[Saved data entries]
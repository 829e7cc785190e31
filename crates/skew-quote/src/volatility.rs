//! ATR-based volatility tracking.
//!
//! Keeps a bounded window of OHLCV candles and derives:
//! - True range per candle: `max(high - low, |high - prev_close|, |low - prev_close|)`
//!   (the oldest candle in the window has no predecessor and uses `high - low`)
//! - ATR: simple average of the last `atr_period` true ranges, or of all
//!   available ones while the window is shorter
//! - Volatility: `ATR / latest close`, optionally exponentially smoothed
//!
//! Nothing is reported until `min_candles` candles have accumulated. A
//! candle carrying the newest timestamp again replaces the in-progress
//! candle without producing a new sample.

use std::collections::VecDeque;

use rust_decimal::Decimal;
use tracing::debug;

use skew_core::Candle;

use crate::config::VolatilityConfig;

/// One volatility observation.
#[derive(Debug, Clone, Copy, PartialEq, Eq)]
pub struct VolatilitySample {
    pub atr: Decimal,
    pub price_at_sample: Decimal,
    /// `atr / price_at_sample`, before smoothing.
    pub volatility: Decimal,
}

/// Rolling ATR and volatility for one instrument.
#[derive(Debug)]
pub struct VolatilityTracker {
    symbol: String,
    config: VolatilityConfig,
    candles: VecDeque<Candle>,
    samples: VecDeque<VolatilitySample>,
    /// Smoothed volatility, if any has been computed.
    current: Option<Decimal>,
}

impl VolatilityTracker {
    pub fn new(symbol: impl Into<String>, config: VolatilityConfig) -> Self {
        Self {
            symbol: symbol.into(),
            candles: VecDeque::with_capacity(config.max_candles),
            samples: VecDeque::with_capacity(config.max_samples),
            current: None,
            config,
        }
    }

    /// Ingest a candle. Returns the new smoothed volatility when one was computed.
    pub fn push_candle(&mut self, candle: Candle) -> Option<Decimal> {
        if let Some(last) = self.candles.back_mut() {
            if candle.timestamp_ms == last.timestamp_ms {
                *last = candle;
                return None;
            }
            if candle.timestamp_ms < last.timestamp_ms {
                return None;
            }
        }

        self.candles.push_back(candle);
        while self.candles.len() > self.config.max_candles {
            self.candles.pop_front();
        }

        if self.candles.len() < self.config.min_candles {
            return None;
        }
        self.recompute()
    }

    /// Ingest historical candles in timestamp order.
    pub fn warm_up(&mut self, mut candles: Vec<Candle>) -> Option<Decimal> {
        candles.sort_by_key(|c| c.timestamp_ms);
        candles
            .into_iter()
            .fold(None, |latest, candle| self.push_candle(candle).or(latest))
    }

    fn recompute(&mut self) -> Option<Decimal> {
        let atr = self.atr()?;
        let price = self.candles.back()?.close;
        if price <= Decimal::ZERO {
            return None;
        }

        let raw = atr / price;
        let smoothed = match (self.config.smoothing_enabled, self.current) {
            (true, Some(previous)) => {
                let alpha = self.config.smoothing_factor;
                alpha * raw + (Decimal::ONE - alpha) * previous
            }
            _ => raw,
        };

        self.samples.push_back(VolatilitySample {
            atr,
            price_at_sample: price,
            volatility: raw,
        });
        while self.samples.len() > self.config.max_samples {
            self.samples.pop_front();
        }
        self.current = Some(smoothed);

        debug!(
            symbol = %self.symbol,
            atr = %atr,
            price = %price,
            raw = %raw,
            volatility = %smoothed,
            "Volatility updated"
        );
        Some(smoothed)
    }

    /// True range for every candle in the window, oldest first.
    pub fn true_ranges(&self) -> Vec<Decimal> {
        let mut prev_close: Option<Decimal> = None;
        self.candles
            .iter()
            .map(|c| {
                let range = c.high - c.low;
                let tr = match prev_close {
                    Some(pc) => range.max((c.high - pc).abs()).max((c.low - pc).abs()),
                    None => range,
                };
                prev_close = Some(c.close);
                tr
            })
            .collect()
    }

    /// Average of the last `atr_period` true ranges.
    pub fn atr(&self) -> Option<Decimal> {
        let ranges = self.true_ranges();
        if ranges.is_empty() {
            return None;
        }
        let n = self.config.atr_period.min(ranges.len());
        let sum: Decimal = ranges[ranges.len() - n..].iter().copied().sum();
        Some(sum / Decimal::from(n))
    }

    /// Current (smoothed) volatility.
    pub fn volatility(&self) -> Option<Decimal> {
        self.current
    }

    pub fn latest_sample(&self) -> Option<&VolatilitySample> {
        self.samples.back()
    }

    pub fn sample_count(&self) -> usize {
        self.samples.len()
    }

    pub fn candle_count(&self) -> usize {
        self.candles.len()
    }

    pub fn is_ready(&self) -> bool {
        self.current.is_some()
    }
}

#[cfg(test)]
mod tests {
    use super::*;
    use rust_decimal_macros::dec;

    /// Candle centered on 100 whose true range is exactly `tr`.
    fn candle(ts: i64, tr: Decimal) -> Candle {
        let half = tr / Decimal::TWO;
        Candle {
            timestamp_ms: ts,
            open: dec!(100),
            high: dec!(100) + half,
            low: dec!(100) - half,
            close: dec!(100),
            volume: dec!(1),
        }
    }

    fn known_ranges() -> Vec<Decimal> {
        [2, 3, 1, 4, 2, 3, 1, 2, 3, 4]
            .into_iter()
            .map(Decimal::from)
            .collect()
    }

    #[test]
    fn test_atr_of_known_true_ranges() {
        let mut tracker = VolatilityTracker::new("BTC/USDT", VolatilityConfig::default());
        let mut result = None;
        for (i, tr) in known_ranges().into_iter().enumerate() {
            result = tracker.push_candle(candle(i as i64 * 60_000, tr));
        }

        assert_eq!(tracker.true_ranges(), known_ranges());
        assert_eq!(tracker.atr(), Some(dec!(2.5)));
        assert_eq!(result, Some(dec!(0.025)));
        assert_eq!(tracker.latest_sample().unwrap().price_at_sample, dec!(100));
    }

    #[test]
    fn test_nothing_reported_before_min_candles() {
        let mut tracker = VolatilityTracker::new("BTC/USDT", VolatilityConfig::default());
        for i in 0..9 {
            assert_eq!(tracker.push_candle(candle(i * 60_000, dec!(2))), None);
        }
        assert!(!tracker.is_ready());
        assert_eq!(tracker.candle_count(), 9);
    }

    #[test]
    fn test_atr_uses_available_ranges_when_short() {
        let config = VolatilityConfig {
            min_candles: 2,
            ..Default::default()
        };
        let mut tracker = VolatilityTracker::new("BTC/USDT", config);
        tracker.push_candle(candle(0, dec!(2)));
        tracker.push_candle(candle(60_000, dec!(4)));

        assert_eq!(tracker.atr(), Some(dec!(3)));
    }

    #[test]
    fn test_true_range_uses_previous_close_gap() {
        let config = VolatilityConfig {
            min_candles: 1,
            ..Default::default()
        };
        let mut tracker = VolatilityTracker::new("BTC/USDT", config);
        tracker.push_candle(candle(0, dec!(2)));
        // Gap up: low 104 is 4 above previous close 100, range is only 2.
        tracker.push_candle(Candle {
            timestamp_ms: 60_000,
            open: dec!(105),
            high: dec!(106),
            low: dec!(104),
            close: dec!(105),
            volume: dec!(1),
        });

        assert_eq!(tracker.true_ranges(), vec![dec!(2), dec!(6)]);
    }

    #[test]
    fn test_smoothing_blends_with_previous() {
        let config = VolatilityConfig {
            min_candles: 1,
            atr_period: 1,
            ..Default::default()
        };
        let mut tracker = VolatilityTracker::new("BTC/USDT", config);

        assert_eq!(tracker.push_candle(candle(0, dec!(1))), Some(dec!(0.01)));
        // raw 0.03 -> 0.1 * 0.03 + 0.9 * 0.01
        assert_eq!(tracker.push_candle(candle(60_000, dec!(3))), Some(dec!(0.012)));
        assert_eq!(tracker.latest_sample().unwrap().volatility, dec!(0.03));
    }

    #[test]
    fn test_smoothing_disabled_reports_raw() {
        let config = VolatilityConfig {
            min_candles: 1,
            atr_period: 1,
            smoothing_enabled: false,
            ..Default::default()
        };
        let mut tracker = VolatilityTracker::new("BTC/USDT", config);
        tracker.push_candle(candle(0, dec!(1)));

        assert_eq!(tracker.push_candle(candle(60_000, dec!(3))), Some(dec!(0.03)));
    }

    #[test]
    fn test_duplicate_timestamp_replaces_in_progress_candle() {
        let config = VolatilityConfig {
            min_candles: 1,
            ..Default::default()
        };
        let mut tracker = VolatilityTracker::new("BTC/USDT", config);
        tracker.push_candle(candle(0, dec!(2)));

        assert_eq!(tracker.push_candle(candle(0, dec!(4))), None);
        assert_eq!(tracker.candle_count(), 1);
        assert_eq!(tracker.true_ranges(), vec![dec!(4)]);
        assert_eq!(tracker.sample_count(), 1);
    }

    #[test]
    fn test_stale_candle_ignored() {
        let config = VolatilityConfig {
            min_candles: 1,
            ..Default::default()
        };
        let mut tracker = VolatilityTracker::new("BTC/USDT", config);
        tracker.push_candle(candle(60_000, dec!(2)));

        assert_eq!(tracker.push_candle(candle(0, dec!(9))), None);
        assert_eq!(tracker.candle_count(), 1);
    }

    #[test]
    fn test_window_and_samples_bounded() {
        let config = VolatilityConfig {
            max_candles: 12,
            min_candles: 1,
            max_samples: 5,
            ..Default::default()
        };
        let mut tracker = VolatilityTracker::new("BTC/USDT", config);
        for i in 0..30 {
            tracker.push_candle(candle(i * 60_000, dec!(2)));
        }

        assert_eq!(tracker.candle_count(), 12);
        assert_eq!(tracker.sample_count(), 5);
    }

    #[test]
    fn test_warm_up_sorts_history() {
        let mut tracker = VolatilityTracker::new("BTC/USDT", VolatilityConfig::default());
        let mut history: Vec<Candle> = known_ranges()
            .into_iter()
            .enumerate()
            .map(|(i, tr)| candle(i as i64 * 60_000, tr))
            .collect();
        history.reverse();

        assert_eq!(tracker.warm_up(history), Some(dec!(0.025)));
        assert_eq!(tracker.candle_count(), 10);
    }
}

#### [Your objective]
Every line above from the line with "pub struct VolatilitySample" to the line with "while self.candles.len() >", both included, must be reproduced exactly, and no other line may appear.

#### [Task response]
pub struct VolatilitySample {
    pub atr: Decimal,
    pub price_at_sample: Decimal,
    /// `atr / price_at_sample`, before smoothing.
    pub volatility: Decimal,
}

/// Rolling ATR and volatility for one instrument.
#[derive(Debug)]
pub struct VolatilityTracker {
    symbol: String,
    config: VolatilityConfig,
    candles: VecDeque<Candle>,
    samples: VecDeque<VolatilitySample>,
    /// Smoothed volatility, if any has been computed.
    current: Option<Decimal>,
}

impl VolatilityTracker {
    pub fn new(symbol: impl Into<String>, config: VolatilityConfig) -> Self {
        Self {
            symbol: symbol.into(),
            candles: VecDeque::with_capacity(config.max_candles),
            samples: VecDeque::with_capacity(config.max_samples),
            current: None,
            config,
        }
    }

    /// Ingest a candle. Returns the new smoothed volatility when one was computed.
    pub fn push_candle(&mut self, candle: Candle) -> Option<Decimal> {
        if let Some(last) = self.candles.back_mut() {
            if candle.timestamp_ms == last.timestamp_ms {
                *last = candle;
                return None;
            }
            if candle.timestamp_ms < last.timestamp_ms {
                return None;
            }
        }

        self.candles.push_back(candle);
        while self.candles.len() > self.config.max_candles {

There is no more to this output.